Thin margins and high fees; they could be the death of sports betting in Pennsylvania.
On May 31, the state released its temporary sports betting regulations and the following day the Pennsylvania Gaming Control Board (PGCB) started accepting petitions for sports betting from the existing 12 casinos and one casino to come.
Nobody submitted a petition and while it’s hard to say exactly what’s keeping casinos from applying, they may have 10 million reasons why.
High fees could be deterring casinos
Per the state’s sports betting legislation, casinos must pay $10 million and complete an application in order to secure a sports betting license. Once their sportsbooks are up and running, the state will take another 36 percent of each casino’s revenue.
Pennsylvania is, historically speaking, a tax-heavy state. Casinos pay a 54 percent tax on their casino revenue. The revenue money is split four different ways:
- State tax: 34%
- PA race horse development fund: 12%
- Economic development and tourism fund: 5%
- Local share assessment: 4%
When it comes to sports betting, Pennsylvania will charge a 36% tax on gambling revenue.
This is significant considering that margins are already thin for sports books and Nevada and New Jersey have significantly lower tax rates on sports-betting revenue.

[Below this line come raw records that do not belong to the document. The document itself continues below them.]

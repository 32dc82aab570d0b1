//! `/auth/*`: password login (with optional 2FA step), refresh-token
//! rotation, step-up re-authentication, SSH challenge/response login, and
//! logout.

use std::net::SocketAddr;
use std::sync::Arc;

use axum::Json;
use axum::extract::{ConnectInfo, Query, State};
use axum::http::HeaderMap;
use axum::response::IntoResponse;
use serde::{Deserialize, Serialize};

use crate::auth::{access_token, fingerprint, password, ssh, totp};
use crate::error::{AnchorError, AnchorResult};
use crate::server::cookies;
use crate::server::middleware::signals_from_headers;
use crate::server::state::AppState;

#[derive(Deserialize)]
pub struct LoginRequest {
    username: String,
    password: String,
}

#[derive(Serialize)]
#[serde(untagged)]
pub enum LoginResponse {
    Ok { access_token: String },
    TwoFactorRequired { status: String, username: String },
}

fn verify_credentials(state: &AppState, username: &str, password_attempt: &str) -> AnchorResult<()> {
    if username == "guest" && password_attempt == "guest" {
        return Ok(());
    }
    let hash = state
        .users
        .get_password_hash(username)
        .map_err(AnchorError::Internal)?
        .ok_or_else(|| AnchorError::Unauthenticated("invalid credentials".to_string()))?;
    if password::verify(password_attempt, &hash) {
        Ok(())
    } else {
        Err(AnchorError::Unauthenticated("invalid credentials".to_string()))
    }
}

fn issue_session(
    state: &AppState,
    username: &str,
    fingerprint: &str,
    step_up: bool,
) -> AnchorResult<(String, String)> {
    let access = access_token::issue(&state.secret, username, fingerprint, step_up)
        .map_err(AnchorError::Internal)?;
    let refresh = state
        .refresh_store
        .issue(username, fingerprint)
        .map_err(AnchorError::Internal)?;
    Ok((access, refresh))
}

pub async fn login(
    State(state): State<Arc<AppState>>,
    ConnectInfo(peer): ConnectInfo<SocketAddr>,
    headers: HeaderMap,
    Json(req): Json<LoginRequest>,
) -> AnchorResult<impl IntoResponse> {
    verify_credentials(&state, &req.username, &req.password)?;

    if req.username != "guest" {
        let two_fa = state.users.get_2fa(&req.username).map_err(AnchorError::Internal)?;
        if two_fa.enabled {
            return Ok(Json(LoginResponse::TwoFactorRequired {
                status: "2fa_required".to_string(),
                username: req.username,
            })
            .into_response());
        }
    }

    let signals = signals_from_headers(&headers, &peer.ip().to_string());
    let fpt = fingerprint::compute(&signals);
    let (access, refresh) = issue_session(&state, &req.username, &fpt, false)?;

    let mut response = Json(LoginResponse::Ok { access_token: access }).into_response();
    let (name, value) = cookies::set_refresh_cookie(&refresh);
    response.headers_mut().insert(name, value.parse().unwrap());
    Ok(response)
}

#[derive(Deserialize)]
pub struct TwoFaLoginRequest {
    username: String,
    password: String,
    code: String,
}

pub async fn login_2fa(
    State(state): State<Arc<AppState>>,
    ConnectInfo(peer): ConnectInfo<SocketAddr>,
    headers: HeaderMap,
    Json(req): Json<TwoFaLoginRequest>,
) -> AnchorResult<impl IntoResponse> {
    verify_credentials(&state, &req.username, &req.password)?;

    let two_fa = state.users.get_2fa(&req.username).map_err(AnchorError::Internal)?;
    let secret = two_fa
        .secret
        .ok_or_else(|| AnchorError::Unauthenticated("2FA is not enabled".to_string()))?;
    let now = chrono::Utc::now().timestamp();
    if !totp::verify(secret.as_bytes(), &req.code, now) {
        return Err(AnchorError::Unauthenticated("invalid 2FA code".to_string()));
    }

    let signals = signals_from_headers(&headers, &peer.ip().to_string());
    let fpt = fingerprint::compute(&signals);
    let (access, refresh) = issue_session(&state, &req.username, &fpt, false)?;

    let mut response = Json(LoginResponse::Ok { access_token: access }).into_response();
    let (name, value) = cookies::set_refresh_cookie(&refresh);
    response.headers_mut().insert(name, value.parse().unwrap());
    Ok(response)
}

#[derive(Serialize)]
pub struct AccessTokenResponse {
    access_token: String,
}

pub async fn refresh(
    State(state): State<Arc<AppState>>,
    ConnectInfo(peer): ConnectInfo<SocketAddr>,
    headers: HeaderMap,
) -> AnchorResult<impl IntoResponse> {
    let token = cookies::read_refresh_token(&headers)
        .ok_or_else(|| AnchorError::Unauthenticated("missing refresh cookie".to_string()))?;

    let signals = signals_from_headers(&headers, &peer.ip().to_string());
    let fpt = fingerprint::compute(&signals);

    let (username, new_token) = state
        .refresh_store
        .validate_and_rotate(&token, &fpt)
        .map_err(|_| AnchorError::Unauthenticated("refresh token invalid".to_string()))?;

    let access = access_token::issue(&state.secret, &username, &fpt, false)
        .map_err(AnchorError::Internal)?;

    let mut response = Json(AccessTokenResponse { access_token: access }).into_response();
    let (name, value) = cookies::set_refresh_cookie(&new_token);
    response.headers_mut().insert(name, value.parse().unwrap());
    Ok(response)
}

#[derive(Deserialize)]
pub struct StepUpRequest {
    password: String,
    #[serde(default)]
    code: Option<String>,
}

pub async fn step_up(
    State(state): State<Arc<AppState>>,
    ConnectInfo(peer): ConnectInfo<SocketAddr>,
    headers: HeaderMap,
    Json(req): Json<StepUpRequest>,
) -> AnchorResult<impl IntoResponse> {
    let claims = crate::server::middleware::authenticate(&state, &headers, &peer.ip().to_string())?;
    verify_credentials(&state, &claims.sub, &req.password)?;

    let two_fa = state.users.get_2fa(&claims.sub).map_err(AnchorError::Internal)?;
    if two_fa.enabled {
        let secret = two_fa
            .secret
            .ok_or_else(|| AnchorError::Unauthenticated("2FA is not enabled".to_string()))?;
        let code = req
            .code
            .ok_or_else(|| AnchorError::Unauthenticated("2FA code required".to_string()))?;
        let now = chrono::Utc::now().timestamp();
        if !totp::verify(secret.as_bytes(), &code, now) {
            return Err(AnchorError::Unauthenticated("invalid 2FA code".to_string()));
        }
    }

    let access = access_token::issue(&state.secret, &claims.sub, &claims.fpt, true)
        .map_err(AnchorError::Internal)?;
    Ok(Json(AccessTokenResponse { access_token: access }))
}

pub async fn logout(
    State(state): State<Arc<AppState>>,
    headers: HeaderMap,
) -> AnchorResult<impl IntoResponse> {
    if let Some(token) = cookies::read_refresh_token(&headers) {
        state.refresh_store.revoke(&token).map_err(AnchorError::Internal)?;
    }
    let mut response = axum::http::StatusCode::NO_CONTENT.into_response();
    let (name, value) = cookies::clear_refresh_cookie();
    response.headers_mut().insert(name, value.parse().unwrap());
    Ok(response)
}

#[derive(Deserialize)]
pub struct SshChallengeQuery {
    username: String,
}

#[derive(Serialize)]
pub struct SshChallengeResponse {
    nonce: String,
}

pub async fn ssh_challenge(
    State(state): State<Arc<AppState>>,
    Query(query): Query<SshChallengeQuery>,
) -> AnchorResult<impl IntoResponse> {
    let nonce = state.challenges.issue(&query.username);
    Ok(Json(SshChallengeResponse { nonce }))
}

#[derive(Deserialize)]
pub struct SshLoginRequest {
    username: String,
    signature: String,
}

pub async fn ssh_login(
    State(state): State<Arc<AppState>>,
    ConnectInfo(peer): ConnectInfo<SocketAddr>,
    headers: HeaderMap,
    Json(req): Json<SshLoginRequest>,
) -> AnchorResult<impl IntoResponse> {
    let nonce = state
        .challenges
        .take(&req.username)
        .ok_or_else(|| AnchorError::Unauthenticated("no pending challenge".to_string()))?;

    let keys = state.users.get_keys(&req.username).map_err(AnchorError::Internal)?;
    let verified = keys.iter().any(|k| {
        ssh::verify_signature(&k.key, &nonce, &req.signature).unwrap_or(false)
    });
    if !verified {
        return Err(AnchorError::Unauthenticated("signature verification failed".to_string()));
    }

    let signals = signals_from_headers(&headers, &peer.ip().to_string());
    let fpt = fingerprint::compute(&signals);
    let (access, refresh_token) = issue_session(&state, &req.username, &fpt, false)?;

    let mut response = Json(AccessTokenResponse { access_token: access }).into_response();
    let (name, value) = cookies::set_refresh_cookie(&refresh_token);
    response.headers_mut().insert(name, value.parse().unwrap());
    Ok(response)
}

36% tax is steep based on revenue
Nevada sportsbooks have a historic win of around 4.5 percent. While it’s hard to predict how much money sports betting in PA will bring, we can theorize that the average win will be similar to Nevada.
A 36 percent state tax on a 4.5 percent win would drop that win down to 2.8 percent. In terms of dollars, that’s the difference between, say $100 million in revenue and $64 million.
36% tax is steep based on other states’ rates
Aside from the implications, a 36 percent tax has on overall revenue numbers for PA sports books, there’s the issue of other states’ rates.
Nevada charges a 5 percent tax while New Jersey’s tax is scheduled to be 8 percent. The PA sportsbook tax is more than seven times higher than Nevada and more than quadruple New Jersey’s rate.
Comparing satellite casino fees to sports betting fees
Another aspect of the PA gambling expansion was satellite casinos (“Category 4 casinos”). Licenses for these casinos require a minimum of a $7.5 million bid in the PGCB’s auctions.
While the first two licenses went for more than $90 million combined, the past two have dipped below $10 million each, which leads to the question: Why are casinos hesitant to submit sports-betting petitions for $10 million when satellite casinos licenses are just a few million cheaper, have higher tax rates, and require funding for construction and all the expenses related to building a new facility?
The issue may be projected revenue. Satellites will most likely bring in more revenue than sportsbooks.
It seems as though the casinos believe this is the case, as five satellite licenses are off the board with just five remaining. Meanwhile, at the time of publishing, no sports-betting petitions had been filed.